▶ [DATA UNDER STUDY]:
//! Resource retrieval by id (`rlib get`).

use anyhow::Result;
use research_library_core::models::{Resource, ResourceId};
use serde::Serialize;

use crate::config::Config;
use crate::library::Library;

/// JSON shape of `rlib get --json`.
#[derive(Debug, Clone, Serialize)]
pub struct ResourceResponse {
    #[serde(flatten)]
    pub resource: Resource,
    pub has_raw: bool,
    pub raw_bytes: usize,
}

/// Load a resource by its id string.
pub async fn get_resource(library: &Library, id: &str) -> Result<Resource> {
    let id: ResourceId = id.parse()?;
    Ok(library.get(&id).await?)
}

/// CLI entry point: prints metadata and content, exits 1 if missing.
pub async fn run_get(config: &Config, id: &str, json: bool) -> Result<()> {
    let library = Library::open(config.clone()).await?;
    let resource = match get_resource(&library, id).await {
        Ok(r) => r,
        Err(e) => {
            eprintln!("Error: {}", e);
            std::process::exit(1);
        }
    };

    if json {
        let response = ResourceResponse {
            has_raw: resource.raw.is_some(),
            raw_bytes: resource.raw.as_ref().map_or(0, Vec::len),
            resource,
        };
        println!("{}", serde_json::to_string_pretty(&response)?);
        return Ok(());
    }

    println!("--- Resource ---");
    println!("id:           {}", resource.id);
    println!("title:        {}", resource.title);
    println!("source:       {}", resource.source);
    println!(
        "fetched_at:   {}",
        resource.fetched_at.format("%Y-%m-%dT%H:%M:%SZ")
    );
    println!("seq:          {}", resource.seq);
    println!("content_hash: {}", resource.content_hash);
    if let Some(raw) = &resource.raw {
        println!("raw:          {} bytes", raw.len());
    }
    if let Some(summary) = &resource.summary {
        println!("summary:      {}", summary);
    }
    println!();

    println!("--- Content ---");
    println!("{}", resource.content);

    Ok(())
}
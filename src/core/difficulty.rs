//! Proof-of-work difficulty policy
//!
//! Every [`DIFFICULTY_ADJUSTMENT_INTERVAL`] blocks the target is scaled by
//! how long the last interval took compared to the expected time, steering
//! block time toward [`TARGET_BLOCK_TIME`].

use crate::core::block::{Block, MAX_TARGET, MIN_TARGET};

/// Number of blocks between difficulty adjustments
pub const DIFFICULTY_ADJUSTMENT_INTERVAL: u64 = 5;

/// Target block time in seconds
pub const TARGET_BLOCK_TIME: i64 = 60;

/// Target for `index` (the last block when `None`).
///
/// Index 0 and indexes that are not a multiple of the interval keep the
/// block's own target. Otherwise the target becomes
/// `floor(target * time_spent / (interval * TARGET_BLOCK_TIME))`, where
/// `time_spent` runs from the block one interval earlier, clamped to
/// `[MIN_TARGET, MAX_TARGET]`. An index past the end resolves to the last
/// block.
pub fn get_difficulty(blocks: &[Block], index: Option<u64>) -> u64 {
    let Some(last) = blocks.last() else {
        return MAX_TARGET;
    };
    let index = index.unwrap_or(last.index).min(blocks.len() as u64 - 1);
    let block = &blocks[index as usize];

    if index == 0 || index % DIFFICULTY_ADJUSTMENT_INTERVAL != 0 {
        return block.target;
    }

    let adjusted_from = &blocks[(index - DIFFICULTY_ADJUSTMENT_INTERVAL) as usize];
    let time_spent = i128::from(block.timestamp - adjusted_from.timestamp);
    let expected_time = i128::from(DIFFICULTY_ADJUSTMENT_INTERVAL as i64 * TARGET_BLOCK_TIME);

    // Floor division: a negative time span must round down, not toward zero
    let new_target = (i128::from(block.target) * time_spent).div_euclid(expected_time);
    let clamped = new_target.clamp(i128::from(MIN_TARGET), i128::from(MAX_TARGET)) as u64;

    log::debug!(
        "Retarget at block {}: {} -> {} ({}s spent, {}s expected)",
        index,
        block.target,
        clamped,
        time_spent,
        expected_time
    );

    clamped
}

#[cfg(test)]
mod tests {
    use super::*;

    fn synthetic_chain(spacing: i64, target: u64, len: u64) -> Vec<Block> {
        (0..len)
            .map(|i| Block::new(i, "0".to_string(), 1_000 + spacing * i as i64, target, vec![]))
            .collect()
    }

    #[test]
    fn test_retarget_when_blocks_are_fast() {
        let target = 1_000_000_007;
        let blocks = synthetic_chain(30, target, 6);

        assert_eq!(get_difficulty(&blocks, Some(5)), target * 150 / 300);
        assert_eq!(get_difficulty(&blocks, None), target * 150 / 300);
    }

    #[test]
    fn test_retarget_when_blocks_are_slow() {
        let target = 1_000;
        let blocks = synthetic_chain(120, target, 6);
        assert_eq!(get_difficulty(&blocks, Some(5)), 2_000);
    }

    #[test]
    fn test_unchanged_between_adjustments() {
        let blocks = synthetic_chain(30, 777, 8);
        assert_eq!(get_difficulty(&blocks, Some(0)), 777);
        assert_eq!(get_difficulty(&blocks, Some(3)), 777);
        assert_eq!(get_difficulty(&blocks, Some(7)), 777);
        assert_eq!(get_difficulty(&blocks, None), 777);
    }

    #[test]
    fn test_clamped_to_bounds() {
        let fast = synthetic_chain(0, 1_000, 6);
        assert_eq!(get_difficulty(&fast, Some(5)), MIN_TARGET);

        let slow = synthetic_chain(600, MAX_TARGET, 6);
        assert_eq!(get_difficulty(&slow, Some(5)), MAX_TARGET);

        let backwards = synthetic_chain(-10, 1_000, 6);
        assert_eq!(get_difficulty(&backwards, Some(5)), MIN_TARGET);
    }

    #[test]
    fn test_degenerate_inputs() {
        assert_eq!(get_difficulty(&[], None), MAX_TARGET);

        let blocks = synthetic_chain(30, 42, 3);
        assert_eq!(get_difficulty(&blocks, Some(99)), 42);
    }
}
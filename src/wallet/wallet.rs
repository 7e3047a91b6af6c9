//! Wallet implementation for the ledger
//!
//! Provides key management and the operator actions a student or lecturer
//! performs: payments, registration of a student id and attendance records.

use crate::core::{Ledger, Transaction, FEE_PER_TRANSACTION, UTXO};
use crate::crypto::KeyPair;
use crate::wallet::builder::{BuilderError, TransactionBuilder};
use serde::{Deserialize, Serialize};
use std::fs;
use std::path::Path;
use thiserror::Error;

/// Wallet-related errors
#[derive(Error, Debug)]
pub enum WalletError {
    #[error("Transaction error: {0}")]
    BuilderError(#[from] BuilderError),
    #[error("Student id '{0}' already registered")]
    StudentAlreadyRegistered(String),
    #[error("Public key '{0}' already registered")]
    PublicKeyAlreadyRegistered(String),
    #[error("IO error: {0}")]
    IoError(#[from] std::io::Error),
    #[error("Serialization error: {0}")]
    SerializationError(#[from] serde_json::Error),
    #[error("Crypto error: {0}")]
    CryptoError(#[from] crate::crypto::KeyError),
}

/// Serializable wallet data for persistence
#[derive(Debug, Serialize, Deserialize)]
struct WalletData {
    private_key_hex: String,
    address: String,
    label: Option<String>,
}

/// A ledger wallet: one key pair, whose public key is the address
#[derive(Debug, Clone)]
pub struct Wallet {
    /// The key pair for signing transactions
    key_pair: KeyPair,
    /// Optional label for the wallet
    pub label: Option<String>,
}

impl Wallet {
    /// Create a new wallet with a fresh key pair
    pub fn new() -> Self {
        Self {
            key_pair: KeyPair::generate(),
            label: None,
        }
    }

    /// Create a wallet with a label
    pub fn with_label(label: &str) -> Self {
        Self {
            key_pair: KeyPair::generate(),
            label: Some(label.to_string()),
        }
    }

    /// Import a wallet from a private key
    pub fn from_private_key(private_key_hex: &str) -> Result<Self, WalletError> {
        let key_pair = KeyPair::from_private_key_hex(private_key_hex)?;
        Ok(Self {
            key_pair,
            label: None,
        })
    }

    pub fn key_pair(&self) -> &KeyPair {
        &self.key_pair
    }

    /// Get the wallet's address
    pub fn address(&self) -> String {
        self.key_pair.address()
    }

    /// Get the wallet's private key (hex)
    /// WARNING: Keep this secret!
    pub fn private_key(&self) -> String {
        self.key_pair.private_key_hex()
    }

    /// Balance over confirmed and pending transactions
    pub fn balance(&self, ledger: &Ledger) -> u64 {
        ledger.get_balance_for_address(&self.address())
    }

    /// Get UTXOs owned by this wallet, pending change included
    pub fn utxos(&self, ledger: &Ledger) -> Vec<UTXO> {
        ledger.get_unspent_transactions_for_address(Some(&self.address()))
    }

    fn spend_all(&self, ledger: &Ledger) -> TransactionBuilder {
        TransactionBuilder::new()
            .from(self.utxos(ledger))
            .fee(FEE_PER_TRANSACTION)
            .sign(&self.key_pair)
    }

    /// Pay `amount` to `recipient`, returning the remainder to `change` (or
    /// to this wallet)
    pub fn create_transaction(
        &self,
        ledger: &Ledger,
        recipient: &str,
        amount: u64,
        change: Option<&str>,
    ) -> Result<Transaction, WalletError> {
        let mut builder = self.spend_all(ledger).to(recipient, amount);
        if let Some(address) = change {
            builder = builder.change(address);
        }
        Ok(builder.build()?)
    }

    /// Bind this wallet's key to `student_id`.
    ///
    /// Fails early when the id or the key is already registered, confirmed
    /// or pending.
    pub fn create_registration(
        &self,
        ledger: &Ledger,
        student_id: &str,
    ) -> Result<Transaction, WalletError> {
        let address = self.address();
        if ledger.get_registration_by_student_id(student_id).is_some() {
            return Err(WalletError::StudentAlreadyRegistered(student_id.to_string()));
        }
        if ledger.get_registration_by_public_key(&address).is_some() {
            return Err(WalletError::PublicKeyAlreadyRegistered(address));
        }

        Ok(self
            .spend_all(ledger)
            .to(&address, 0)
            .registration(&address, student_id)
            .build()?)
    }

    /// Record presence of `student_id` at `event_id`
    pub fn create_attendance(
        &self,
        ledger: &Ledger,
        student_id: &str,
        event_id: &str,
        time_stamp: i64,
    ) -> Result<Transaction, WalletError> {
        let address = self.address();
        Ok(self
            .spend_all(ledger)
            .to(&address, 0)
            .attendance(&address, student_id, event_id, time_stamp)
            .build()?)
    }

    /// Save wallet to file
    pub fn save(&self, path: &Path) -> Result<(), WalletError> {
        let data = WalletData {
            private_key_hex: self.private_key(),
            address: self.address(),
            label: self.label.clone(),
        };

        let json = serde_json::to_string_pretty(&data)?;
        fs::write(path, json)?;
        Ok(())
    }

    /// Load wallet from file
    pub fn load(path: &Path) -> Result<Self, WalletError> {
        let json = fs::read_to_string(path)?;
        let data: WalletData = serde_json::from_str(&json)?;

        let mut wallet = Self::from_private_key(&data.private_key_hex)?;
        wallet.label = data.label;
        Ok(wallet)
    }
}

impl Default for Wallet {
    fn default() -> Self {
        Self::new()
    }
}

#[cfg(test)]
mod tests {
    use super::*;
    use crate::core::test_support::{memory_ledger, mine};
    use crate::core::MINING_REWARD;

    #[test]
    fn test_wallet_creation() {
        let wallet = Wallet::new();
        assert_eq!(wallet.address(), wallet.key_pair().public_key_hex());
        assert!(!wallet.private_key().is_empty());
    }

    #[test]
    fn test_wallet_import() {
        let wallet1 = Wallet::new();
        let private_key = wallet1.private_key();

        let wallet2 = Wallet::from_private_key(&private_key).unwrap();
        assert_eq!(wallet1.address(), wallet2.address());
    }

    #[test]
    fn test_wallet_save_load() {
        let temp_dir = tempfile::tempdir().unwrap();
        let path = temp_dir.path().join("test_wallet.json");

        let wallet1 = Wallet::with_label("Test Wallet");
        wallet1.save(&path).unwrap();

        let wallet2 = Wallet::load(&path).unwrap();
        assert_eq!(wallet1.address(), wallet2.address());
        assert_eq!(wallet1.label, wallet2.label);
    }

    #[test]
    fn test_transaction_creation() {
        let mut ledger = memory_ledger();
        let wallet = Wallet::new();
        mine(&mut ledger, &wallet.address());
        assert_eq!(wallet.balance(&ledger), MINING_REWARD);

        let recipient = Wallet::new().address();
        let tx = wallet
            .create_transaction(&ledger, &recipient, 10, None)
            .unwrap();

        assert!(tx.check_structure().is_ok());
        assert_eq!(tx.outputs()[1].amount, MINING_REWARD - 10 - FEE_PER_TRANSACTION);
        assert!(ledger.add_transaction(tx, false).is_ok());
    }

    #[test]
    fn test_empty_wallet_cannot_pay() {
        let ledger = memory_ledger();
        let wallet = Wallet::new();

        let err = wallet
            .create_transaction(&ledger, "recipient", 10, None)
            .unwrap_err();
        assert!(matches!(
            err,
            WalletError::BuilderError(BuilderError::InsufficientFunds { available: 0, .. })
        ));
    }

    #[test]
    fn test_registration_precheck() {
        let mut ledger = memory_ledger();
        let student = Wallet::new();
        let other = Wallet::new();
        mine(&mut ledger, &student.address());
        mine(&mut ledger, &other.address());

        let registration = student.create_registration(&ledger, "21100052d").unwrap();
        ledger.add_transaction(registration, false).unwrap();

        // Pending registrations already count
        assert!(matches!(
            other.create_registration(&ledger, "21100052d"),
            Err(WalletError::StudentAlreadyRegistered(_))
        ));
        assert!(matches!(
            student.create_registration(&ledger, "another"),
            Err(WalletError::PublicKeyAlreadyRegistered(_))
        ));
        assert!(other.create_registration(&ledger, "another").is_ok());
    }
}
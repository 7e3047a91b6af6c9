//! Mining engine for the ledger
//!
//! Assembles a candidate block from the pending pool, searches for a nonce
//! that satisfies the current target and submits the result to the ledger.

use crate::core::{
    Block, BlockError, Ledger, LedgerError, SharedLedger, Transaction, TransactionType,
    FEE_PER_TRANSACTION, MINING_REWARD,
};
use chrono::Utc;
use log::info;
use std::collections::HashSet;
use std::time::Instant;
use thiserror::Error;

/// Default number of pending transactions taken per block
pub const TRANSACTIONS_PER_BLOCK: usize = 2;

/// Mining errors
#[derive(Error, Debug)]
pub enum MiningError {
    /// Another block landed on the tip while this one was being mined
    #[error("Mined block is stale: {0}")]
    Stale(BlockError),
    #[error("Mined block rejected: {0}")]
    Rejected(LedgerError),
    /// No nonce met the target within the configured attempts
    #[error("Gave up mining block {index} after {attempts} attempts (target {target})")]
    Exhausted { index: u64, target: u64, attempts: u64 },
    #[error("Mining task failed: {0}")]
    Task(String),
}

impl From<LedgerError> for MiningError {
    fn from(err: LedgerError) -> Self {
        match err {
            LedgerError::Block(err) if err.is_stale() => Self::Stale(err),
            other => Self::Rejected(other),
        }
    }
}

/// Miner configuration
#[derive(Debug, Clone)]
pub struct MinerConfig {
    pub transactions_per_block: usize,
    /// Hash attempts per block before giving up
    pub max_attempts: u64,
}

impl Default for MinerConfig {
    fn default() -> Self {
        Self {
            transactions_per_block: TRANSACTIONS_PER_BLOCK,
            max_attempts: u64::MAX,
        }
    }
}

/// Mining statistics
#[derive(Debug, Clone)]
pub struct MiningStats {
    /// Number of hash attempts
    pub hash_attempts: u64,
    /// Time taken in milliseconds
    pub time_ms: u128,
    /// Hash rate (hashes per second)
    pub hash_rate: f64,
}

/// Miner for creating new blocks
#[derive(Debug, Clone)]
pub struct Miner {
    /// Address receiving the block reward
    pub reward_address: String,
    /// Address receiving the collected fees
    pub fee_address: String,
    config: MinerConfig,
}

impl Miner {
    /// Create a new miner
    pub fn new(reward_address: &str, fee_address: &str) -> Self {
        Self::with_config(reward_address, fee_address, MinerConfig::default())
    }

    pub fn with_config(reward_address: &str, fee_address: &str, config: MinerConfig) -> Self {
        Self {
            reward_address: reward_address.to_string(),
            fee_address: fee_address.to_string(),
            config,
        }
    }

    /// Pick pending user transactions for the next block.
    ///
    /// A transaction is skipped when one of its inputs is already spent on
    /// chain or by a transaction selected before it, or when it registers a
    /// student id or key already claimed by an earlier selection.
    pub fn select_transactions(&self, blocks: &[Block], pending: &[Transaction]) -> Vec<Transaction> {
        let mut spent: HashSet<(&str, u32)> = blocks
            .iter()
            .flat_map(|block| &block.transactions)
            .flat_map(|tx| tx.inputs())
            .map(|input| (input.transaction.as_str(), input.index))
            .collect();
        let mut claimed: HashSet<&str> = HashSet::new();
        let mut selected = Vec::new();

        for tx in pending {
            if selected.len() >= self.config.transactions_per_block {
                break;
            }
            if matches!(tx.kind(), TransactionType::Fee | TransactionType::Reward) {
                continue;
            }
            if tx
                .inputs()
                .iter()
                .any(|input| spent.contains(&(input.transaction.as_str(), input.index)))
            {
                continue;
            }
            if let Some(data) = tx.registration() {
                if claimed.contains(data.student_id.as_str())
                    || claimed.contains(data.public_key.as_str())
                {
                    continue;
                }
                claimed.insert(&data.student_id);
                claimed.insert(&data.public_key);
            }

            spent.extend(
                tx.inputs()
                    .iter()
                    .map(|input| (input.transaction.as_str(), input.index)),
            );
            selected.push(tx.clone());
        }

        selected
    }

    /// Unmined block on top of the ledger's tip
    pub fn candidate_block(&self, ledger: &Ledger) -> Block {
        let previous = ledger.get_last_block();
        let mut transactions =
            self.select_transactions(ledger.get_all_blocks(), ledger.get_all_transactions());

        if !transactions.is_empty() {
            let fees = FEE_PER_TRANSACTION * transactions.len() as u64;
            transactions.push(Transaction::fee(&self.fee_address, fees));
        }
        transactions.push(Transaction::reward(&self.reward_address, MINING_REWARD));

        Block::new(
            previous.index + 1,
            previous.hash.clone(),
            Utc::now().timestamp(),
            ledger.get_difficulty(None),
            transactions,
        )
    }

    /// Search nonces until the block meets its target (CPU-intensive)
    pub fn prove_work(block: &mut Block, max_attempts: u64) -> Result<MiningStats, MiningError> {
        let start = Instant::now();

        info!(
            "Mining block {} with target {} ({} transactions)...",
            block.index,
            block.target,
            block.tx_count()
        );

        let attempts = block
            .mine_with(|| Utc::now().timestamp(), max_attempts)
            .ok_or_else(|| {
                log::warn!(
                    "Gave up mining block {} after {} attempts",
                    block.index,
                    max_attempts
                );
                MiningError::Exhausted {
                    index: block.index,
                    target: block.target,
                    attempts: max_attempts,
                }
            })?;

        let elapsed = start.elapsed().as_millis();
        let hash_rate = if elapsed > 0 {
            (attempts as f64) / (elapsed as f64 / 1000.0)
        } else {
            attempts as f64
        };

        info!(
            "Block {} mined in {}ms ({} attempts, {:.2} H/s)",
            block.index, elapsed, attempts, hash_rate
        );

        Ok(MiningStats {
            hash_attempts: attempts,
            time_ms: elapsed,
            hash_rate,
        })
    }

    /// Mine the next block while holding the ledger exclusively
    pub fn mine_block(&self, ledger: &mut Ledger) -> Result<(Block, MiningStats), MiningError> {
        let mut block = self.candidate_block(ledger);
        let stats = Self::prove_work(&mut block, self.config.max_attempts)?;
        let block = ledger.add_block(block, true)?;
        Ok((block, stats))
    }

    /// Mine the next block without holding the ledger lock during the search.
    ///
    /// The candidate is assembled under a read lock, the nonce search runs on
    /// the blocking pool, and the write lock is taken only to submit. If the
    /// tip moved in the meantime the result is [`MiningError::Stale`].
    pub async fn mine(&self, ledger: &SharedLedger) -> Result<(Block, MiningStats), MiningError> {
        let mut block = {
            let ledger = ledger.read().await;
            self.candidate_block(&ledger)
        };

        let max_attempts = self.config.max_attempts;
        let (block, stats) = tokio::task::spawn_blocking(move || {
            let stats = Self::prove_work(&mut block, max_attempts);
            (block, stats)
        })
        .await
        .map_err(|e| MiningError::Task(e.to_string()))?;
        let stats = stats?;

        let block = ledger.write().await.add_block(block, true)?;
        Ok((block, stats))
    }
}

#[cfg(test)]
mod tests {
    use super::*;
    use crate::core::test_support::{memory_ledger, mine, seal_block};
    use crate::core::{LedgerEvent, MIN_TARGET};
    use crate::wallet::{TransactionBuilder, Wallet};

    #[test]
    fn test_miner() {
        let mut ledger = memory_ledger();
        let miner = Miner::new("reward_address", "fee_address");

        let (block, stats) = miner.mine_block(&mut ledger).unwrap();

        assert_eq!(block.index, 1);
        assert!(block.is_valid_pow());
        assert!(stats.hash_attempts > 0);
        assert_eq!(block.tx_count(), 1);
        assert_eq!(block.transactions[0].kind(), TransactionType::Reward);
        assert_eq!(ledger.get_balance_for_address("reward_address"), MINING_REWARD);
    }

    #[test]
    fn test_fee_transaction_collects_fees() {
        let mut ledger = memory_ledger();
        let alice = Wallet::new();
        let bob = Wallet::new();
        mine(&mut ledger, &alice.address());

        let first = alice.create_transaction(&ledger, &bob.address(), 10, None).unwrap();
        ledger.add_transaction(first, false).unwrap();
        let second = alice.create_transaction(&ledger, &bob.address(), 20, None).unwrap();
        ledger.add_transaction(second, false).unwrap();

        let miner = Miner::new("reward_address", "fee_address");
        let (block, _) = miner.mine_block(&mut ledger).unwrap();

        assert_eq!(block.tx_count(), 4);
        assert_eq!(block.count_of(TransactionType::Fee), 1);
        assert_eq!(ledger.get_balance_for_address("fee_address"), 2);
        assert_eq!(ledger.get_balance_for_address(&bob.address()), 30);
        assert!(ledger.get_all_transactions().is_empty());
    }

    #[test]
    fn test_selection_limit_and_conflicts() {
        let mut ledger = memory_ledger();
        let alice = Wallet::new();
        let bob = Wallet::new();
        mine(&mut ledger, &alice.address());

        let utxos = ledger.get_unspent_transactions_for_address(Some(&alice.address()));
        let spend = |amount| {
            TransactionBuilder::new()
                .from(utxos.clone())
                .to(&bob.address(), amount)
                .fee(1)
                .sign(alice.key_pair())
                .build()
                .unwrap()
        };
        // Both spend the same output; only the first may be selected
        ledger.add_transaction(spend(10), false).unwrap();
        ledger.add_transaction(spend(20), false).unwrap();

        let miner = Miner::new("m", "m");
        let selected = miner.select_transactions(ledger.get_all_blocks(), ledger.get_all_transactions());
        assert_eq!(selected.len(), 1);
        assert_eq!(selected[0], ledger.get_all_transactions()[0]);

        let idle = Miner::with_config(
            "m",
            "m",
            MinerConfig {
                transactions_per_block: 0,
                ..MinerConfig::default()
            },
        );
        assert!(idle
            .select_transactions(ledger.get_all_blocks(), ledger.get_all_transactions())
            .is_empty());
    }

    #[test]
    fn test_stale_submission() {
        let mut ledger = memory_ledger();
        let miner = Miner::new("m", "m");

        let mut late = miner.candidate_block(&ledger);
        Miner::prove_work(&mut late, u64::MAX).unwrap();

        // Someone else extends the tip first
        let previous = ledger.get_last_block().clone();
        let winner = seal_block(&previous, vec![Transaction::reward("other", MINING_REWARD)]);
        ledger.add_block(winner, false).unwrap();

        let err: MiningError = ledger.add_block(late, true).unwrap_err().into();
        assert!(matches!(err, MiningError::Stale(_)));
    }

    #[test]
    fn test_bounded_search_gives_up() {
        let mut ledger = memory_ledger();
        let miner = Miner::new("m", "m");
        let mut block = miner.candidate_block(&ledger);
        block.target = MIN_TARGET;

        let err = Miner::prove_work(&mut block, 50).unwrap_err();
        assert!(matches!(
            err,
            MiningError::Exhausted {
                index: 1,
                target: MIN_TARGET,
                attempts: 50
            }
        ));

        let bounded = Miner::with_config(
            "m",
            "m",
            MinerConfig {
                max_attempts: 0,
                ..MinerConfig::default()
            },
        );
        assert!(matches!(
            bounded.mine_block(&mut ledger),
            Err(MiningError::Exhausted { attempts: 0, .. })
        ));
        assert_eq!(ledger.get_all_blocks().len(), 1);
    }

    #[tokio::test]
    async fn test_mine_shared_ledger() {
        let ledger = memory_ledger().into_shared();
        let mut events = ledger.read().await.subscribe();
        let miner = Miner::new("m", "m");

        let (block, _) = miner.mine(&ledger).await.unwrap();
        assert_eq!(block.index, 1);
        assert_eq!(ledger.read().await.get_last_block(), &block);

        match events.recv().await.unwrap() {
            LedgerEvent::BlockAdded(added) => assert_eq!(added, block),
            other => panic!("unexpected event {other:?}"),
        }
    }

    #[tokio::test]
    async fn test_concurrent_miners_keep_chain_linked() {
        let ledger = memory_ledger().into_shared();

        let tasks: Vec<_> = (0..3)
            .map(|i| {
                let ledger = ledger.clone();
                tokio::spawn(async move {
                    let address = format!("miner-{i}");
                    Miner::new(&address, &address).mine(&ledger).await
                })
            })
            .collect();

        let mut accepted = 0;
        for task in tasks {
            match task.await.unwrap() {
                Ok(_) => accepted += 1,
                Err(MiningError::Stale(_)) => {}
                Err(other) => panic!("unexpected mining error {other}"),
            }
        }

        let ledger = ledger.read().await;
        assert!(accepted >= 1);
        assert_eq!(ledger.get_all_blocks().len(), accepted + 1);
        assert!(ledger.validator().check_chain(ledger.get_all_blocks()).is_ok());
    }
}
//! Attendance Ledger: a proof-of-work ledger for student registration and
//! attendance in Rust
//!
//! This crate provides:
//! - UTXO-based transactions with ECDSA signatures (secp256k1)
//! - Registration transactions binding a public key to a student id
//! - Attendance transactions signed by the registered key
//! - Proof of Work with periodic retargeting
//! - Chain replacement by cumulative work with stale transaction recovery
//! - JSON document persistence and change notifications
//!
//! # Example
//!
//! ```rust
//! use attendance_ledger::core::Ledger;
//! use attendance_ledger::mining::Miner;
//! use attendance_ledger::storage::MemoryStore;
//! use attendance_ledger::wallet::Wallet;
//!
//! let mut ledger = Ledger::open(MemoryStore::new()).unwrap();
//! let student = Wallet::new();
//!
//! // Mine a block to fund the wallet
//! let miner = Miner::new(&student.address(), &student.address());
//! let (block, stats) = miner.mine_block(&mut ledger).unwrap();
//! println!("Mined block {} in {}ms", block.index, stats.time_ms);
//!
//! // Register and record attendance
//! let registration = student.create_registration(&ledger, "21100052d").unwrap();
//! ledger.add_transaction(registration, true).unwrap();
//! let attendance = student
//!     .create_attendance(&ledger, "21100052d", "LECTURE-1", 1_700_000_000)
//!     .unwrap();
//! ledger.add_transaction(attendance, true).unwrap();
//!
//! let records = ledger.get_attendance_list_by_id("21100052d").unwrap();
//! assert_eq!(records.len(), 1);
//! ```

pub mod cli;
pub mod core;
pub mod crypto;
pub mod mining;
pub mod storage;
pub mod wallet;

// Re-export commonly used types
pub use core::{Block, Ledger, LedgerError, LedgerEvent, SharedLedger, Transaction};
pub use crypto::KeyPair;
pub use mining::Miner;
pub use storage::{JsonFileStore, MemoryStore, StorageConfig};
pub use wallet::{TransactionBuilder, Wallet};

▶ [TASK DESCRIPTION]: Among the entries above, find the line with "return block.target;" and the line with "assert_eq!(get_difficulty(&blocks, Some(0)), 777);"; give again exactly these two lines and all lines between them.

▶ [ANSWER AREA]:
        return block.target;
    }

    let adjusted_from = &blocks[(index - DIFFICULTY_ADJUSTMENT_INTERVAL) as usize];
    let time_spent = i128::from(block.timestamp - adjusted_from.timestamp);
    let expected_time = i128::from(DIFFICULTY_ADJUSTMENT_INTERVAL as i64 * TARGET_BLOCK_TIME);

    // Floor division: a negative time span must round down, not toward zero
    let new_target = (i128::from(block.target) * time_spent).div_euclid(expected_time);
    let clamped = new_target.clamp(i128::from(MIN_TARGET), i128::from(MAX_TARGET)) as u64;

    log::debug!(
        "Retarget at block {}: {} -> {} ({}s spent, {}s expected)",
        index,
        block.target,
        clamped,
        time_spent,
        expected_time
    );

    clamped
}

#[cfg(test)]
mod tests {
    use super::*;

    fn synthetic_chain(spacing: i64, target: u64, len: u64) -> Vec<Block> {
        (0..len)
            .map(|i| Block::new(i, "0".to_string(), 1_000 + spacing * i as i64, target, vec![]))
            .collect()
    }

    #[test]
    fn test_retarget_when_blocks_are_fast() {
        let target = 1_000_000_007;
        let blocks = synthetic_chain(30, target, 6);

        assert_eq!(get_difficulty(&blocks, Some(5)), target * 150 / 300);
        assert_eq!(get_difficulty(&blocks, None), target * 150 / 300);
    }

    #[test]
    fn test_retarget_when_blocks_are_slow() {
        let target = 1_000;
        let blocks = synthetic_chain(120, target, 6);
        assert_eq!(get_difficulty(&blocks, Some(5)), 2_000);
    }

    #[test]
    fn test_unchanged_between_adjustments() {
        let blocks = synthetic_chain(30, 777, 8);
        assert_eq!(get_difficulty(&blocks, Some(0)), 777);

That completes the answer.